Quote exactly and only this range of lines in the data below: the line that holds "request.bearer = if" to the line that holds "so a rejected", both included.

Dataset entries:
****

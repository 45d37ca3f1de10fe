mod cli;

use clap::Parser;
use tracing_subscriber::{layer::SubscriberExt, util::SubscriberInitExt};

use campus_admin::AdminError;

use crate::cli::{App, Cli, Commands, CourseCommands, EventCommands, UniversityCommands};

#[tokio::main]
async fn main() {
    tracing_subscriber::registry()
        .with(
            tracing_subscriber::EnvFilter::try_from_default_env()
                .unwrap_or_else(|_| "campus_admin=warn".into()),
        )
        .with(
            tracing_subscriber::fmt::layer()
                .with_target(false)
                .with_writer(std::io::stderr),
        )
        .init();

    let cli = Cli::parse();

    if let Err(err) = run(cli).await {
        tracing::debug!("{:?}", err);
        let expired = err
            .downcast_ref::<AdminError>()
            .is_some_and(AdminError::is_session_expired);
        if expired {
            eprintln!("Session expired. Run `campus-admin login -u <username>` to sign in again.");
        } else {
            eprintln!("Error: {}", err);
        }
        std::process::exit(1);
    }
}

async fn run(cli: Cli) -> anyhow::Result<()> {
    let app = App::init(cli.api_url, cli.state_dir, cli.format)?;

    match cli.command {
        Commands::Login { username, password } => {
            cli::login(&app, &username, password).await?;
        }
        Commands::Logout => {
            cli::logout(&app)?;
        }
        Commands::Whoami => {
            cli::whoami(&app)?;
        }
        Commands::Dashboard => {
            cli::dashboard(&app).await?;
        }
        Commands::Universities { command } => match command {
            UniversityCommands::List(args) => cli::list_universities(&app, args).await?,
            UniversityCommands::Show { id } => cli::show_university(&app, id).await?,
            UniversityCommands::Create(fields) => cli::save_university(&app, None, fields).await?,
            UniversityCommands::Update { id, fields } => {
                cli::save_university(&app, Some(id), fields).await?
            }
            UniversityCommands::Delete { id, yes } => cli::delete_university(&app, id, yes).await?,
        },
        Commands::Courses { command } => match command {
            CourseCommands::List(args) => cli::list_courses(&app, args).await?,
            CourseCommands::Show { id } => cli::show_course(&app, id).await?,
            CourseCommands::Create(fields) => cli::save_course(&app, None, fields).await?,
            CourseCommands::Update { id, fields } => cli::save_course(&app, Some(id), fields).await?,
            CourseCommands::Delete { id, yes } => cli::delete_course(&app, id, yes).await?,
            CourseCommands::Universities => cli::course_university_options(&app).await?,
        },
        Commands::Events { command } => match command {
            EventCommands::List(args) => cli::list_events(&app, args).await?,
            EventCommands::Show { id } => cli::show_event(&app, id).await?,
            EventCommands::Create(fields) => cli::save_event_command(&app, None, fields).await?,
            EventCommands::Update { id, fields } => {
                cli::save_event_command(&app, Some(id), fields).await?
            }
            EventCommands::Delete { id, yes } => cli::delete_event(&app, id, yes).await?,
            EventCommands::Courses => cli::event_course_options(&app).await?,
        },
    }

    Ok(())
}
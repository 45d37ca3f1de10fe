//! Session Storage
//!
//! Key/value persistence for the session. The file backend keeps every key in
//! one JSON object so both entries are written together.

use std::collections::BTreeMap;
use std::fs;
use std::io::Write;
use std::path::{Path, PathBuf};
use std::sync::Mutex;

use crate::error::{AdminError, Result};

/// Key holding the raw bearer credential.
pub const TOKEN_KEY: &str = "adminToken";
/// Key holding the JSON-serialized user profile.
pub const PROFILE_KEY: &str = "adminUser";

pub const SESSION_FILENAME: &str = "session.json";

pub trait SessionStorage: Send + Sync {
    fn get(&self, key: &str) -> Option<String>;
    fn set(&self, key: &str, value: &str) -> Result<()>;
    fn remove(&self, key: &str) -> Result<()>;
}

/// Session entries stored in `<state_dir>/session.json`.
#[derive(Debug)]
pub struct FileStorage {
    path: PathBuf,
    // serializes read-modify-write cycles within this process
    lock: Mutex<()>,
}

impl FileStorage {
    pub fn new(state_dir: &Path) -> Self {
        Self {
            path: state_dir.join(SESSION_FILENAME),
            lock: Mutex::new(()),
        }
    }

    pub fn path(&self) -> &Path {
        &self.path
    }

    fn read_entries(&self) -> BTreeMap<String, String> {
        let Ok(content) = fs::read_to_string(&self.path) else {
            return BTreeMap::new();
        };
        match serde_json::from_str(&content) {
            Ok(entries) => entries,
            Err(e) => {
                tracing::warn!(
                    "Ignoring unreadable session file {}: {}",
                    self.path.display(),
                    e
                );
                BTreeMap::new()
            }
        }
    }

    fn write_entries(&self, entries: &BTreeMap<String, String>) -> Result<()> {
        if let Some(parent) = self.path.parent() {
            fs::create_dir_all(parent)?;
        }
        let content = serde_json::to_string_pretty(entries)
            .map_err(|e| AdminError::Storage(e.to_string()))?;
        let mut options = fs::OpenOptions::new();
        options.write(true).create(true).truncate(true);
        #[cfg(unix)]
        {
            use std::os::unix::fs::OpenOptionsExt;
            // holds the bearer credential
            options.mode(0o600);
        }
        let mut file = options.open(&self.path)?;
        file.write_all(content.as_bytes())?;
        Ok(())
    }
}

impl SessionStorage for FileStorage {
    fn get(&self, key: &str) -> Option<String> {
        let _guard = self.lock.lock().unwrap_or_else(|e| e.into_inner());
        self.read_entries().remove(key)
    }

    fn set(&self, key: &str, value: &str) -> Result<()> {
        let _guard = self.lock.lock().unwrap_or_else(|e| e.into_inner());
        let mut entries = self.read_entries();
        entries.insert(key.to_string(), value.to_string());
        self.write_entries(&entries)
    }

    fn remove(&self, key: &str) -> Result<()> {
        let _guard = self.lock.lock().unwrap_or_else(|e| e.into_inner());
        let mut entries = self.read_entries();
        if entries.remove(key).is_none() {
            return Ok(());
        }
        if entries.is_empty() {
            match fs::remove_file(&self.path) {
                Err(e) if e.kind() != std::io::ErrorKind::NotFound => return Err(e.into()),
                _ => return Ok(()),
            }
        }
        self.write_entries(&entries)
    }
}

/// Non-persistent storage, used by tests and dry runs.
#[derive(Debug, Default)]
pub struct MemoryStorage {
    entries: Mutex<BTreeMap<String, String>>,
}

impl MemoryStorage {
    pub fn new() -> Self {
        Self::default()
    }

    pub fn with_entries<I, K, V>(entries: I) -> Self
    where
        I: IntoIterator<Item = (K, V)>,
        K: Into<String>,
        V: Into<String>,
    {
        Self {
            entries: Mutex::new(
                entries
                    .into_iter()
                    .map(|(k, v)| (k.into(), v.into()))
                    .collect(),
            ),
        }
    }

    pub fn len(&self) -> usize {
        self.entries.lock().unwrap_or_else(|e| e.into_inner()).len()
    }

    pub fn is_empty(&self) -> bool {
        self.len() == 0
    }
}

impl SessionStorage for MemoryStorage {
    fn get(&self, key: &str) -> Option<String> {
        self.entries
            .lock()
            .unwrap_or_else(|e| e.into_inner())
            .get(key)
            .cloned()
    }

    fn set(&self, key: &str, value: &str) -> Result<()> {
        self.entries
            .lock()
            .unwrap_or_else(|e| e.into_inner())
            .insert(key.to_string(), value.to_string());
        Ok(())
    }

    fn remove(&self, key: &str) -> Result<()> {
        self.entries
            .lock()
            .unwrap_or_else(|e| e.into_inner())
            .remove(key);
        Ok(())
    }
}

****

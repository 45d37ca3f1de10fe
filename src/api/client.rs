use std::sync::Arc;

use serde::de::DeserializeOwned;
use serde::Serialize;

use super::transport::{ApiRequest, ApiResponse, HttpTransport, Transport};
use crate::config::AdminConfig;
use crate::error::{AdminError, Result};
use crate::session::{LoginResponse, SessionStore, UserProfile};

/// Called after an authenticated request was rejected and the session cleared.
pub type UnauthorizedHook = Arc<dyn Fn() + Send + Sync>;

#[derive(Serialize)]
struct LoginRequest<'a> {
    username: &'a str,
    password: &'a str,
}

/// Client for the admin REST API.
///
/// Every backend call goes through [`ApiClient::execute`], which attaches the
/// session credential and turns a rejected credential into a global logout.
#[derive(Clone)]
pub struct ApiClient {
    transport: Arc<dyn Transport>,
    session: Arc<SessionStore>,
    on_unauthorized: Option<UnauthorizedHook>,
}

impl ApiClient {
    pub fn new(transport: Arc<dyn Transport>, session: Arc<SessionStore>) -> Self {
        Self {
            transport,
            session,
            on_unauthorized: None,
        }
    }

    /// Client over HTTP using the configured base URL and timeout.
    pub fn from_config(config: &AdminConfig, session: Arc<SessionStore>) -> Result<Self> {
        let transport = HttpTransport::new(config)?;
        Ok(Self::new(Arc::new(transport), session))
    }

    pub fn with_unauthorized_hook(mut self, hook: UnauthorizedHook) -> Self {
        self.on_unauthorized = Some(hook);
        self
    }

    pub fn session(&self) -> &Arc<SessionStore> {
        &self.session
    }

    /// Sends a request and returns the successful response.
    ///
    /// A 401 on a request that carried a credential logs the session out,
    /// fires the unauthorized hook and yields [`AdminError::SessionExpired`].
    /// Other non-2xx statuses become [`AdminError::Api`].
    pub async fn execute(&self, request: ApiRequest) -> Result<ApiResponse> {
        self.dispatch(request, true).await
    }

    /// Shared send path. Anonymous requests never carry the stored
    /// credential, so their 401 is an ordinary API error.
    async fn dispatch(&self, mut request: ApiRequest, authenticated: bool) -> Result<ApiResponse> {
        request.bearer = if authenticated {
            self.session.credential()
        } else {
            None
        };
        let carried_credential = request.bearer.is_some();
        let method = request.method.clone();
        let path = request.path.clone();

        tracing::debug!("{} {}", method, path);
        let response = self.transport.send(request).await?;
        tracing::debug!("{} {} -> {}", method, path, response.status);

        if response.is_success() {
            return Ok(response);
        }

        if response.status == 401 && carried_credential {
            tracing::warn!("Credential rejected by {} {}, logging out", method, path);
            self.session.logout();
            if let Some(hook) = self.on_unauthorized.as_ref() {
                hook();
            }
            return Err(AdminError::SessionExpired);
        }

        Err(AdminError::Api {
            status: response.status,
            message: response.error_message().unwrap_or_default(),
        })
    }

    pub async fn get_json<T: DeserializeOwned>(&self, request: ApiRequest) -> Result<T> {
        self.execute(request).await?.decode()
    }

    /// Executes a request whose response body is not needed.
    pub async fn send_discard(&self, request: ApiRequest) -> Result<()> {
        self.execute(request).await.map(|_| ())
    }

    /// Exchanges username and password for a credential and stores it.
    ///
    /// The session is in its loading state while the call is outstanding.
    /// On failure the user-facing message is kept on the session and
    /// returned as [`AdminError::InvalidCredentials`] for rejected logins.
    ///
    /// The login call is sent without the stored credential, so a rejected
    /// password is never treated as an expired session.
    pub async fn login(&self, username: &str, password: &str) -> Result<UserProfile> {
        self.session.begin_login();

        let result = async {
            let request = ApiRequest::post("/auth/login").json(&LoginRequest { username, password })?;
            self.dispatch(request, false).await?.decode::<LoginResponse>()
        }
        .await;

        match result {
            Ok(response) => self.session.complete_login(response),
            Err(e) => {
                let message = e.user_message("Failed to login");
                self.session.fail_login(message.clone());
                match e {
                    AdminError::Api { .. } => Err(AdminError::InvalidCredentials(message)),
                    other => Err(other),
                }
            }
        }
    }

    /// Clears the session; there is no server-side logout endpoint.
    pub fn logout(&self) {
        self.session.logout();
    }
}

****

[Response]
        request.bearer = if authenticated {
            self.session.credential()
        } else {
            None
        };
        let carried_credential = request.bearer.is_some();
        let method = request.method.clone();
        let path = request.path.clone();

        tracing::debug!("{} {}", method, path);
        let response = self.transport.send(request).await?;
        tracing::debug!("{} {} -> {}", method, path, response.status);

        if response.is_success() {
            return Ok(response);
        }

        if response.status == 401 && carried_credential {
            tracing::warn!("Credential rejected by {} {}, logging out", method, path);
            self.session.logout();
            if let Some(hook) = self.on_unauthorized.as_ref() {
                hook();
            }
            return Err(AdminError::SessionExpired);
        }

        Err(AdminError::Api {
            status: response.status,
            message: response.error_message().unwrap_or_default(),
        })
    }

    pub async fn get_json<T: DeserializeOwned>(&self, request: ApiRequest) -> Result<T> {
        self.execute(request).await?.decode()
    }

    /// Executes a request whose response body is not needed.
    pub async fn send_discard(&self, request: ApiRequest) -> Result<()> {
        self.execute(request).await.map(|_| ())
    }

    /// Exchanges username and password for a credential and stores it.
    ///
    /// The session is in its loading state while the call is outstanding.
    /// On failure the user-facing message is kept on the session and
    /// returned as [`AdminError::InvalidCredentials`] for rejected logins.
    ///
    /// The login call is sent without the stored credential, so a rejected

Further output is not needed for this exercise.